Dataset entries:
//! Capability flags reported to the shell

use bitflags::bitflags;

bitflags! {
    /// Subset of the shell's `SFGAO_*` attribute bits used by the folder
    #[derive(Debug, Clone, Copy, PartialEq, Eq, Hash)]
    pub struct Attributes: u32 {
        const DROPTARGET = 0x0000_0100;
        const READONLY = 0x0004_0000;
        const STREAM = 0x0040_0000;
        const BROWSABLE = 0x0800_0000;
        const FOLDER = 0x2000_0000;
    }
}

bitflags! {
    /// `SHCONTF_*` enumeration flags
    #[derive(Debug, Clone, Copy, PartialEq, Eq, Hash)]
    pub struct EnumFlags: u32 {
        const FOLDERS = 0x0020;
        const NONFOLDERS = 0x0040;
        const INCLUDEHIDDEN = 0x0080;
    }
}

bitflags! {
    /// `SHGDN_*` display-name flags
    #[derive(Debug, Clone, Copy, PartialEq, Eq, Hash)]
    pub struct NameFlags: u32 {
        const INFOLDER = 0x0001;
        const FOREDITING = 0x1000;
        const FORADDRESSBAR = 0x4000;
        const FORPARSING = 0x8000;
    }
}

/// The folder itself
pub const FOLDER_ATTRIBUTES: Attributes = Attributes::FOLDER
    .union(Attributes::BROWSABLE)
    .union(Attributes::DROPTARGET);

/// A module inside the folder
pub const ITEM_ATTRIBUTES: Attributes = Attributes::STREAM
    .union(Attributes::READONLY)
    .union(Attributes::DROPTARGET);

/// Attributes for a query over `item_count` items, restricted to `mask`.
/// An empty mask asks for everything.
pub fn attributes_for(item_count: usize, mask: Attributes) -> Attributes {
    let full = if item_count == 0 {
        FOLDER_ATTRIBUTES
    } else {
        ITEM_ATTRIBUTES
    };
    if mask.is_empty() {
        full
    } else {
        full & mask
    }
}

Directions for this task:
Reproduce each line from the records that contains the word "shell".

Exercise response:
//! Capability flags reported to the shell
    /// Subset of the shell's `SFGAO_*` attribute bits used by the folder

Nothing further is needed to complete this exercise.